### Work instructions
As the answer, set down the lines below from the one containing "from this field." through the one containing "message arrived in.", exactly and inclusively, and no others.

### Source data
//! Observability setup for relaybot: structured logging and optional
//! OpenTelemetry span export.

pub mod tracing_setup;
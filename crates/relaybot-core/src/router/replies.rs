//! Fixed user-facing texts.
//!
//! Error replies never include status codes, response bodies, or any other
//! detail from the underlying [`GatewayError`]; that detail goes to the log.

use relaybot_types::error::GatewayError;

pub const GREETING: &str = "Hello! I'm an AI assistant bot. You can:\n\
    \u{2022} Send me a direct message\n\
    \u{2022} Use /ask <question> in groups\n\
    \u{2022} Mention me with @ in groups\n\
    \u{2022} Use /resetc to clear conversation context\n\
    \u{2022} Use /help for more information";

pub const RESET_CONFIRMATION: &str = "Conversation context has been cleared.";

pub const ASK_USAGE: &str = "Please provide a question after /ask command.";

pub const TIMEOUT_REPLY: &str = "Sorry, the assistant took too long to respond. Please try again.";

pub const EMPTY_MESSAGE_REPLY: &str = "Please send a non-empty message.";

pub const GENERIC_ERROR_REPLY: &str =
    "Sorry, something went wrong while getting a response. Please try again later.";

/// Help text, which states how much context the bot keeps.
pub fn help_text(max_context_size: usize) -> String {
    let memory_line = match max_context_size {
        0 => "I don't keep conversation context between messages.".to_string(),
        1 => "I maintain context of the last message in each chat.".to_string(),
        n => format!("I maintain context of the last {n} messages in each chat."),
    };

    format!(
        "Available commands:\n\
         \u{2022} /start - Initialize the bot\n\
         \u{2022} /ask <question> - Ask a question\n\
         \u{2022} /resetc - Clear conversation context\n\
         \u{2022} /help - Show this help message\n\n\
         In groups, you can also mention me with @ to ask questions.\n\
         {memory_line}"
    )
}

/// The message shown in chat when a model call fails.
pub fn error_reply(error: &GatewayError) -> &'static str {
    match error {
        GatewayError::Timeout(_) => TIMEOUT_REPLY,
        GatewayError::InvalidInput(_) => EMPTY_MESSAGE_REPLY,
        GatewayError::Transport(_)
        | GatewayError::Api { .. }
        | GatewayError::MalformedResponse(_) => GENERIC_ERROR_REPLY,
    }
}

#[cfg(test)]
mod tests {
    use std::time::Duration;

    use super::*;

    #[test]
    fn test_help_text_mentions_context_size() {
        assert!(help_text(10).contains("last 10 messages"));
        assert!(help_text(1).contains("last message"));
        assert!(help_text(0).contains("don't keep"));
        assert!(help_text(10).contains("/resetc"));
    }

    #[test]
    fn test_error_reply_hides_details() {
        let err = GatewayError::Api {
            status_code: 401,
            message: "invalid api key sk-123".to_string(),
        };
        let reply = error_reply(&err);
        assert!(!reply.contains("401"));
        assert!(!reply.contains("sk-123"));
        assert_eq!(reply, GENERIC_ERROR_REPLY);
    }

    #[test]
    fn test_error_reply_per_kind() {
        assert_eq!(
            error_reply(&GatewayError::Timeout(Duration::from_secs(30))),
            TIMEOUT_REPLY
        );
        assert_eq!(
            error_reply(&GatewayError::InvalidInput("empty".into())),
            EMPTY_MESSAGE_REPLY
        );
        assert_eq!(
            error_reply(&GatewayError::Transport("connection refused".into())),
            GENERIC_ERROR_REPLY
        );
    }
}
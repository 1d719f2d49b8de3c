//! Infrastructure for relaybot.
//!
//! Concrete implementations of the ports defined in `relaybot-core`:
//! HTTP model backends, the Telegram Bot API adapter, and configuration
//! loading from TOML and the environment.

pub mod config;
pub mod llm;
pub mod telegram;
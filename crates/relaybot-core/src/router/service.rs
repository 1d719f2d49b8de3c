//! MessageRouter -- the inbound message pipeline.
//!
//! For each message: classify, then either ignore it, reply with a fixed
//! text, reset the chat's context, or run the answer flow. The answer flow
//! (read history, call the model, append the exchange, reply) runs under a
//! per-chat async mutex so two answers for the same chat never interleave,
//! while different chats proceed in parallel.

use std::sync::Arc;

use dashmap::DashMap;
use tokio::sync::Mutex;
use tracing::{debug, info, warn};

use relaybot_types::chat::{ChatId, InboundMessage, Turn};
use relaybot_types::error::GatewayErrorKind;

use crate::context::ContextStore;
use crate::gateway::ModelClient;

use super::intent::{Intent, classify};
use super::outbound::ChatSender;
use super::replies::{ASK_USAGE, GREETING, RESET_CONFIRMATION, error_reply, help_text};

/// What happened to an inbound message.
#[derive(Debug, Clone, Copy, PartialEq, Eq)]
pub enum Outcome {
    /// Not addressed to the bot; nothing sent, nothing stored.
    Ignored,
    /// A fixed reply was sent (greeting, help, reset confirmation, usage).
    Replied,
    /// The model answered and the exchange was stored.
    Answered,
    /// The model call failed; an apology was sent and nothing was stored.
    Failed(GatewayErrorKind),
}

/// Routes inbound messages to the context store and model gateway.
///
/// Generic over `ContextStore` and `ChatSender` so core never depends on a
/// concrete platform or storage implementation.
pub struct MessageRouter<S: ContextStore, O: ChatSender> {
    store: Arc<S>,
    gateway: ModelClient,
    sender: O,
    bot_username: Option<String>,
    chat_locks: DashMap<ChatId, Arc<Mutex<()>>>,
}

impl<S: ContextStore, O: ChatSender> MessageRouter<S, O> {
    pub fn new(store: Arc<S>, gateway: ModelClient, sender: O) -> Self {
        Self {
            store,
            gateway,
            sender,
            bot_username: None,
            chat_locks: DashMap::new(),
        }
    }

    /// Set the bot's handle, used to recognize mentions in group chats.
    pub fn with_bot_username(mut self, username: Option<String>) -> Self {
        self.bot_username = username.map(|u| u.trim_start_matches('@').to_string());
        self
    }

    pub fn store(&self) -> &S {
        &self.store
    }

    pub fn sender(&self) -> &O {
        &self.sender
    }

    pub fn bot_username(&self) -> Option<&str> {
        self.bot_username.as_deref()
    }

    /// Handle one inbound message end to end.
    pub async fn handle(&self, message: InboundMessage) -> Outcome {
        let chat_id = &message.chat_id;
        let intent = classify(&message, self.bot_username.as_deref());
        debug!(
            %chat_id,
            message_id = ?message.message_id,
            edited = message.edited,
            sender_id = ?message.sender.as_ref().map(|s| s.id),
            "inbound message"
        );

        match intent {
            Intent::Ineligible => {
                debug!(%chat_id, kind = %message.chat_kind, "message not addressed to bot");
                Outcome::Ignored
            }
            Intent::Greet => {
                self.deliver(chat_id, GREETING).await;
                Outcome::Replied
            }
            Intent::Help => {
                self.deliver(chat_id, &help_text(self.store.max_context_size()))
                    .await;
                Outcome::Replied
            }
            Intent::Reset => {
                let lock = self.chat_lock(chat_id);
                {
                    let _guard = lock.lock().await;
                    self.store.reset(chat_id);
                }
                self.release_lock(chat_id, lock);
                self.deliver(chat_id, RESET_CONFIRMATION).await;
                Outcome::Replied
            }
            Intent::Ask(question) if question.is_empty() => {
                self.deliver(chat_id, ASK_USAGE).await;
                Outcome::Replied
            }
            Intent::Ask(text) | Intent::Plain(text) => self.answer(chat_id, &text).await,
        }
    }

    /// Run the answer flow for `text` in `chat_id`.
    ///
    /// On success the user turn and the reply are appended together; on
    /// failure nothing is appended.
    pub async fn answer(&self, chat_id: &ChatId, text: &str) -> Outcome {
        let lock = self.chat_lock(chat_id);
        let outcome = {
            let _guard = lock.lock().await;
            self.answer_locked(chat_id, text).await
        };
        self.release_lock(chat_id, lock);
        outcome
    }

    async fn answer_locked(&self, chat_id: &ChatId, text: &str) -> Outcome {
        let history = self.store.get(chat_id);

        if let Err(e) = self.sender.send_typing(chat_id).await {
            debug!(%chat_id, error = %e, "typing indicator not delivered");
        }

        match self.gateway.generate(&history, text).await {
            Ok(reply) => {
                let user_turn = Turn::user(text.trim());
                let assistant_turn =
                    Turn::assistant(reply.text.clone()).with_response_id(reply.response_id);
                self.store.append_exchange(chat_id, user_turn, assistant_turn);
                info!(
                    %chat_id,
                    history_len = history.len(),
                    reply_chars = reply.text.chars().count(),
                    "answered message"
                );
                self.deliver(chat_id, &reply.text).await;
                Outcome::Answered
            }
            Err(e) => {
                warn!(%chat_id, kind = %e.kind(), error = %e, "model call failed");
                self.deliver(chat_id, error_reply(&e)).await;
                Outcome::Failed(e.kind())
            }
        }
    }

    fn chat_lock(&self, chat_id: &ChatId) -> Arc<Mutex<()>> {
        self.chat_locks.entry(chat_id.clone()).or_default().clone()
    }

    /// Drop our handle on the chat's lock and forget the entry once no other
    /// task holds or waits on it.
    fn release_lock(&self, chat_id: &ChatId, lock: Arc<Mutex<()>>) {
        drop(lock);
        self.chat_locks
            .remove_if(chat_id, |_, lock| Arc::strong_count(lock) == 1);
    }

    async fn deliver(&self, chat_id: &ChatId, text: &str) {
        if let Err(e) = self.sender.send(chat_id, text).await {
            warn!(%chat_id, error = %e, "failed to deliver reply");
        }
    }
}

impl<S: ContextStore, O: ChatSender> std::fmt::Debug for MessageRouter<S, O> {
    fn fmt(&self, f: &mut std::fmt::Formatter<'_>) -> std::fmt::Result {
        f.debug_struct("MessageRouter")
            .field("bot_username", &self.bot_username)
            .field("gateway", &self.gateway)
            .field("busy_chats", &self.chat_locks.len())
            .finish()
    }
}
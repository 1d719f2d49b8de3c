//! Chat identifiers, conversation turns, and inbound message types.
//!
//! A `Turn` is one message in a chat's context window, tagged with the
//! speaker role. `InboundMessage` is the platform-neutral shape of an
//! incoming chat event after the messaging adapter has normalized it.

use chrono::{DateTime, Utc};
use serde::{Deserialize, Serialize};

use std::fmt;
use std::str::FromStr;

use crate::error::ChatIdError;

/// Opaque identifier of a chat on the messaging platform.
///
/// Always non-empty: the only constructors are `From<i64>` and `FromStr`,
/// and the latter rejects blank input.
#[derive(Debug, Clone, PartialEq, Eq, Hash, PartialOrd, Ord, Serialize, Deserialize)]
#[serde(try_from = "String", into = "String")]
pub struct ChatId(String);

impl ChatId {
    pub fn as_str(&self) -> &str {
        &self.0
    }
}

impl fmt::Display for ChatId {
    fn fmt(&self, f: &mut fmt::Formatter<'_>) -> fmt::Result {
        f.write_str(&self.0)
    }
}

impl FromStr for ChatId {
    type Err = ChatIdError;

    fn from_str(s: &str) -> Result<Self, Self::Err> {
        let trimmed = s.trim();
        if trimmed.is_empty() {
            return Err(ChatIdError::Empty);
        }
        Ok(ChatId(trimmed.to_string()))
    }
}

impl TryFrom<String> for ChatId {
    type Error = ChatIdError;

    fn try_from(value: String) -> Result<Self, Self::Error> {
        value.parse()
    }
}

impl From<ChatId> for String {
    fn from(id: ChatId) -> Self {
        id.0
    }
}

impl From<i64> for ChatId {
    fn from(id: i64) -> Self {
        ChatId(id.to_string())
    }
}

/// Speaker of a turn in the context window.
#[derive(Debug, Clone, Copy, PartialEq, Eq, Serialize, Deserialize)]
#[serde(rename_all = "lowercase")]
pub enum Role {
    User,
    Assistant,
}

impl fmt::Display for Role {
    fn fmt(&self, f: &mut fmt::Formatter<'_>) -> fmt::Result {
        match self {
            Role::User => write!(f, "user"),
            Role::Assistant => write!(f, "assistant"),
        }
    }
}

impl FromStr for Role {
    type Err = String;

    fn from_str(s: &str) -> Result<Self, Self::Err> {
        match s.to_lowercase().as_str() {
            "user" => Ok(Role::User),
            "assistant" => Ok(Role::Assistant),
            other => Err(format!("invalid role: '{other}'")),
        }
    }
}

/// One message in a chat's context window.
#[derive(Debug, Clone, PartialEq, Serialize, Deserialize)]
pub struct Turn {
    pub role: Role,
    pub text: String,
    /// When the turn was recorded. Debugging aid only; ordering comes from
    /// insertion order, not from this field.
    pub timestamp: DateTime<Utc>,
    /// Message id assigned by the remote model API (assistant turns only).
    #[serde(default, skip_serializing_if = "Option::is_none")]
    pub response_id: Option<String>,
}

impl Turn {
    /// A user turn stamped with the current time.
    pub fn user(text: impl Into<String>) -> Self {
        Self {
            role: Role::User,
            text: text.into(),
            timestamp: Utc::now(),
            response_id: None,
        }
    }

    /// An assistant turn stamped with the current time.
    pub fn assistant(text: impl Into<String>) -> Self {
        Self {
            role: Role::Assistant,
            text: text.into(),
            timestamp: Utc::now(),
            response_id: None,
        }
    }

    pub fn with_response_id(mut self, response_id: Option<String>) -> Self {
        self.response_id = response_id;
        self
    }
}

/// Kind of chat an inbound message arrived in.
#[derive(Debug, Clone, Copy, PartialEq, Eq, Serialize, Deserialize)]
#[serde(rename_all = "lowercase")]
pub enum ChatKind {
    Private,
    Group,
    Supergroup,
    Channel,
}

impl ChatKind {
    /// Whether more than one human can post in this chat.
    pub fn is_multi_party(&self) -> bool {
        matches!(self, ChatKind::Group | ChatKind::Supergroup)
    }
}

impl fmt::Display for ChatKind {
    fn fmt(&self, f: &mut fmt::Formatter<'_>) -> fmt::Result {
        match self {
            ChatKind::Private => write!(f, "private"),
            ChatKind::Group => write!(f, "group"),
            ChatKind::Supergroup => write!(f, "supergroup"),
            ChatKind::Channel => write!(f, "channel"),
        }
    }
}

impl FromStr for ChatKind {
    type Err = String;

    fn from_str(s: &str) -> Result<Self, Self::Err> {
        match s.to_lowercase().as_str() {
            "private" => Ok(ChatKind::Private),
            "group" => Ok(ChatKind::Group),
            "supergroup" => Ok(ChatKind::Supergroup),
            "channel" => Ok(ChatKind::Channel),
            other => Err(format!("invalid chat kind: '{other}'")),
        }
    }
}

/// Who sent an inbound message.
#[derive(Debug, Clone, Serialize, Deserialize)]
pub struct Sender {
    pub id: i64,
    pub username: Option<String>,
    pub display_name: String,
    pub is_bot: bool,
}

/// An incoming chat event, normalized by the messaging adapter.
#[derive(Debug, Clone, Serialize, Deserialize)]
pub struct InboundMessage {
    pub chat_id: ChatId,
    pub chat_kind: ChatKind,
    pub sender: Option<Sender>,
    pub text: String,
    /// Platform message id, used for logging.
    pub message_id: Option<i64>,
    /// True when this is an edit of an earlier message.
    #[serde(default)]
    pub edited: bool,
}

impl InboundMessage {
    /// Convenience constructor for a fresh (non-edited) message.
    pub fn new(chat_id: ChatId, chat_kind: ChatKind, text: impl Into<String>) -> Self {
        Self {
            chat_id,
            chat_kind,
            sender: None,
            text: text.into(),
            message_id: None,
            edited: false,
        }
    }
}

### Written answer
    /// insertion order, not from this field.
    pub timestamp: DateTime<Utc>,
    /// Message id assigned by the remote model API (assistant turns only).
    #[serde(default, skip_serializing_if = "Option::is_none")]
    pub response_id: Option<String>,
}

impl Turn {
    /// A user turn stamped with the current time.
    pub fn user(text: impl Into<String>) -> Self {
        Self {
            role: Role::User,
            text: text.into(),
            timestamp: Utc::now(),
            response_id: None,
        }
    }

    /// An assistant turn stamped with the current time.
    pub fn assistant(text: impl Into<String>) -> Self {
        Self {
            role: Role::Assistant,
            text: text.into(),
            timestamp: Utc::now(),
            response_id: None,
        }
    }

    pub fn with_response_id(mut self, response_id: Option<String>) -> Self {
        self.response_id = response_id;
        self
    }
}

/// Kind of chat an inbound message arrived in.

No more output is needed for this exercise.